MS as a single disease, and diagnosis without symptoms

The 2024 revision mandates a single, unified diagnostic framework for relapsing-onset and progressive-onset MS, recognizing that the two forms share similar mechanisms and constitute a continuum. “There is just one remaining difference for primary progressive MS, where evidence of two or more spinal cord lesions is sufficient to fulfill DIS, recognizing the ability to diagnose MS without brain lesions,” Dr. Ontaneda notes.

One of the biggest changes is the formalized inclusion of radiologically isolated syndrome (RIS) and other nonspecific presentations within the MS diagnostic criteria. Patients with RIS — i.e., incidentally found to have MS-typical lesions on MRI without clinical symptoms — can now be diagnosed with MS if they satisfy specific criteria (e.g., DIS plus DIT, or DIS plus positive CSF, or DIS plus CVS positivity).

“Under certain circumstances,” Dr. Ontaneda explains, “you can actually make a diagnosis of MS in an asymptomatic individual and you can potentially start treatment.”

While acknowledging the critical need for early intervention, he notes that this change presents clinical challenges, particularly regarding drug approvals and patient counseling. “Making a diagnosis in an asymptomatic individual is something that may take some getting used to for many neurologists,” he says.

Considerations in older and pediatric patients

Recognizing that vascular risk factors and comorbidities increase the risk of misdiagnosis, especially in older patients, the new criteria provide specific recommendations:

• In individuals aged 50 years or older, or those with significant vascular risk factors (such as hypertension or diabetes), additional features are strongly recommended to confirm an MS diagnosis. These include a spinal cord lesion, positive CSF or CVS positivity. CVS is particularly helpful in this setting, as it can differentiate MS lesions from vascular lesions.
• For pediatric-onset MS, a unified framework with adult-onset MS is now applied, but differential diagnosis remains critical. In view of the prevalence of myelin oligodendrocyte glycoprotein antibody-associated disease (MOGAD) at younger ages, MOG-IgG testing with a cell-based assay is recommended in children younger than 12 years who have an incident CNS demyelinating event and also in those over 12 but under 18 if atypical features exist.

A fully biomarker-based future?

For Dr.
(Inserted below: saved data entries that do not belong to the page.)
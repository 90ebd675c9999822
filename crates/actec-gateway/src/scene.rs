//! Scenes

use std::sync::Arc;

use actec_protocol::topology::SceneInfo;
use serde_json::Value;

use crate::error::GatewayResult;
use crate::listeners::Unsubscribe;
use crate::router::CommandRouter;
use crate::unit::Availability;

/// A scene configured on the gateway
pub struct Scene {
    info: SceneInfo,
    unique_id: String,
    room_name: String,
    suggested_area: Option<String>,
    availability: Availability,
    router: Arc<CommandRouter>,
}

impl Scene {
    pub(crate) fn new(
        info: SceneInfo,
        mac: &str,
        room_name: String,
        suggested_area: Option<String>,
        router: Arc<CommandRouter>,
    ) -> Self {
        Self {
            unique_id: format!("{}_scene_{}", mac.replace(':', ""), info.scene_id),
            info,
            room_name,
            suggested_area,
            availability: Availability::default(),
            router,
        }
    }

    pub fn scene_id(&self) -> u32 {
        self.info.scene_id
    }

    pub fn name(&self) -> &str {
        &self.info.name
    }

    pub fn unique_id(&self) -> &str {
        &self.unique_id
    }

    /// "{floor} {room}" regardless of the area naming rule
    pub fn room_name(&self) -> &str {
        &self.room_name
    }

    pub fn suggested_area(&self) -> Option<&str> {
        self.suggested_area.as_deref()
    }

    pub fn available(&self) -> bool {
        self.availability.get()
    }

    pub(crate) fn set_available(&self, available: bool) {
        self.availability.set(available);
    }

    pub fn add_available_listener<F>(&self, callback: F) -> Unsubscribe
    where
        F: Fn(bool) + Send + Sync + 'static,
    {
        self.availability.add_listener(callback)
    }

    pub async fn trigger_scene(&self) -> GatewayResult<Value> {
        self.router.trigger_scene(self.info.scene_id).await
    }
}

impl std::fmt::Debug for Scene {
    fn fmt(&self, f: &mut std::fmt::Formatter<'_>) -> std::fmt::Result {
        f.debug_struct("Scene")
            .field("scene_id", &self.info.scene_id)
            .field("name", &self.info.name)
            .field("room_name", &self.room_name)
            .finish()
    }
}
//! Mock gateway speaking the login and frame protocol

use actec_protocol::{FrameCodec, Message};
use futures::{SinkExt, StreamExt};
use tokio::io::{AsyncReadExt, AsyncWriteExt};
use tokio::net::{TcpListener, TcpStream};
use tokio_util::codec::Framed;

use super::test_token;

/// A gateway listening on an ephemeral loopback port
pub struct MockHub {
    listener: TcpListener,
}

impl MockHub {
    pub async fn start() -> Self {
        let listener = TcpListener::bind("127.0.0.1:0").await.unwrap();
        Self { listener }
    }

    pub fn port(&self) -> u16 {
        self.listener.local_addr().unwrap().port()
    }

    /// Accept a raw connection without greeting it
    pub async fn accept_raw(&self) -> TcpStream {
        self.listener.accept().await.unwrap().0
    }

    /// Accept, greet with `login:` and read the credential line
    pub async fn accept(&self) -> HubConnection {
        let mut stream = self.accept_raw().await;
        stream.write_all(b"login:").await.unwrap();
        let credential = read_line(&mut stream).await;
        HubConnection {
            credential,
            framed: Framed::new(stream, FrameCodec::new(test_token())),
        }
    }

    /// Accept, read the credential and hang up
    pub async fn reject(&self) {
        let mut stream = self.accept_raw().await;
        stream.write_all(b"login:").await.unwrap();
        read_line(&mut stream).await;
    }
}

async fn read_line(stream: &mut TcpStream) -> String {
    let mut line = Vec::new();
    while !line.ends_with(b"\r\n") {
        line.push(stream.read_u8().await.unwrap());
    }
    line.truncate(line.len() - 2);
    String::from_utf8(line).unwrap()
}

/// One logged-in client connection
pub struct HubConnection {
    pub credential: String,
    framed: Framed<TcpStream, FrameCodec>,
}

impl HubConnection {
    pub async fn send(&mut self, message: &Message) {
        self.framed.send(message).await.unwrap();
    }

    pub async fn send_raw(&mut self, bytes: &[u8]) {
        self.framed.get_mut().write_all(bytes).await.unwrap();
    }

    /// Next frame from the client, `None` once it hangs up
    pub async fn recv(&mut self) -> Option<Message> {
        match self.framed.next().await {
            Some(Ok(message)) => Some(message),
            _ => None,
        }
    }

    /// Next frame that is not a keepalive
    pub async fn recv_command(&mut self) -> Option<Message> {
        loop {
            let message = self.recv().await?;
            if message.header.namespace != "system" {
                return Some(message);
            }
        }
    }
}
//! Device property actions and typed values

use serde_json::{json, Map, Value};

/// Action names exchanged with devices and groups
pub mod actions {
    pub const ONOFF: &str = "onoff";
    pub const LEVEL: &str = "level";
    pub const COLOR_TEMP: &str = "cw";
    pub const HSV: &str = "hsv";
    pub const POSITION: &str = "position";
}

/// Property keys inside an action's `property` object
pub mod props {
    pub const ONOFF: &str = "onoff";
    pub const LEVEL: &str = "level";
    pub const COLOR_TEMP: &str = "cw";
    pub const HUE: &str = "h";
    pub const SATURATION: &str = "s";
    pub const VALUE: &str = "v";
    pub const POSITION: &str = "position";
}

/// A value that can be written to a device endpoint or group
#[derive(Debug, Clone, Copy, PartialEq)]
pub enum PropertyValue {
    /// Switch state
    OnOff(bool),
    /// Brightness, 0.0 to 100.0
    Level(f64),
    /// Color temperature in kelvin, 2700 to 6500
    ColorTemp(u32),
    /// Hue 0-360, saturation and value 0-1000
    Hsv {
        hue: u16,
        saturation: u16,
        value: u16,
    },
    /// Cover position, 0 to 100
    Position(u8),
}

impl PropertyValue {
    /// The wire action this value is sent under
    pub fn action(&self) -> &'static str {
        match self {
            PropertyValue::OnOff(_) => actions::ONOFF,
            PropertyValue::Level(_) => actions::LEVEL,
            PropertyValue::ColorTemp(_) => actions::COLOR_TEMP,
            PropertyValue::Hsv { .. } => actions::HSV,
            PropertyValue::Position(_) => actions::POSITION,
        }
    }

    /// The `property` object for a `set` command
    pub fn to_property(&self) -> Value {
        match *self {
            PropertyValue::OnOff(on) => object([(props::ONOFF, json!(u8::from(on)))]),
            PropertyValue::Level(level) => object([(props::LEVEL, json!(level))]),
            PropertyValue::ColorTemp(kelvin) => object([(props::COLOR_TEMP, json!(kelvin))]),
            PropertyValue::Hsv {
                hue,
                saturation,
                value,
            } => object([
                (props::HUE, json!(hue)),
                (props::SATURATION, json!(saturation)),
                (props::VALUE, json!(value)),
            ]),
            PropertyValue::Position(position) => object([(props::POSITION, json!(position))]),
        }
    }

    /// Interpret a reported `property` object for a known action
    ///
    /// Returns `None` for actions this type does not model or when a
    /// required key is missing.
    pub fn from_property(action: &str, property: &Value) -> Option<Self> {
        let uint = |key: &str| property.get(key).and_then(Value::as_u64);
        match action {
            actions::ONOFF => uint(props::ONOFF).map(|v| PropertyValue::OnOff(v != 0)),
            actions::LEVEL => property
                .get(props::LEVEL)
                .and_then(Value::as_f64)
                .map(PropertyValue::Level),
            actions::COLOR_TEMP => uint(props::COLOR_TEMP)
                .and_then(|v| u32::try_from(v).ok())
                .map(PropertyValue::ColorTemp),
            actions::HSV => Some(PropertyValue::Hsv {
                hue: u16::try_from(uint(props::HUE)?).ok()?,
                saturation: u16::try_from(uint(props::SATURATION)?).ok()?,
                value: u16::try_from(uint(props::VALUE)?).ok()?,
            }),
            actions::POSITION => uint(props::POSITION)
                .and_then(|v| u8::try_from(v).ok())
                .map(PropertyValue::Position),
            _ => None,
        }
    }
}

fn object<const N: usize>(entries: [(&str, Value); N]) -> Value {
    Value::Object(
        entries
            .into_iter()
            .map(|(key, value)| (key.to_string(), value))
            .collect::<Map<String, Value>>(),
    )
}

#[cfg(test)]
mod tests {
    use super::*;

    #[test]
    fn test_on_off_is_sent_as_integer() {
        assert_eq!(PropertyValue::OnOff(true).to_property(), json!({"onoff": 1}));
        assert_eq!(PropertyValue::OnOff(false).to_property(), json!({"onoff": 0}));
    }

    #[test]
    fn test_hsv_property() {
        let value = PropertyValue::Hsv {
            hue: 120,
            saturation: 500,
            value: 1000,
        };
        assert_eq!(value.action(), "hsv");
        assert_eq!(value.to_property(), json!({"h": 120, "s": 500, "v": 1000}));
    }

    #[test]
    fn test_from_property() {
        assert_eq!(
            PropertyValue::from_property("onoff", &json!({"onoff": 1})),
            Some(PropertyValue::OnOff(true))
        );
        assert_eq!(
            PropertyValue::from_property("level", &json!({"level": 42.5})),
            Some(PropertyValue::Level(42.5))
        );
        assert_eq!(
            PropertyValue::from_property("position", &json!({"position": 80})),
            Some(PropertyValue::Position(80))
        );
        assert_eq!(PropertyValue::from_property("hsv", &json!({"h": 1})), None);
        assert_eq!(PropertyValue::from_property("sensor", &json!({})), None);
    }
}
Ontaneda, these revisions point to the future of MS diagnosis. “I imagine that we might ultimately be able to have a fully biomarker-based diagnosis of MS,” he says. “The example I think of is cardiologists, who don’t need to wait for a patient to develop symptoms of heart failure from mitral valve insufficiency, for instance. They can do an echocardiogram, find the pathology and make the diagnosis — no questions asked. That’s because they have very specific diagnostic testing. I think we’re heading in that direction with MS.”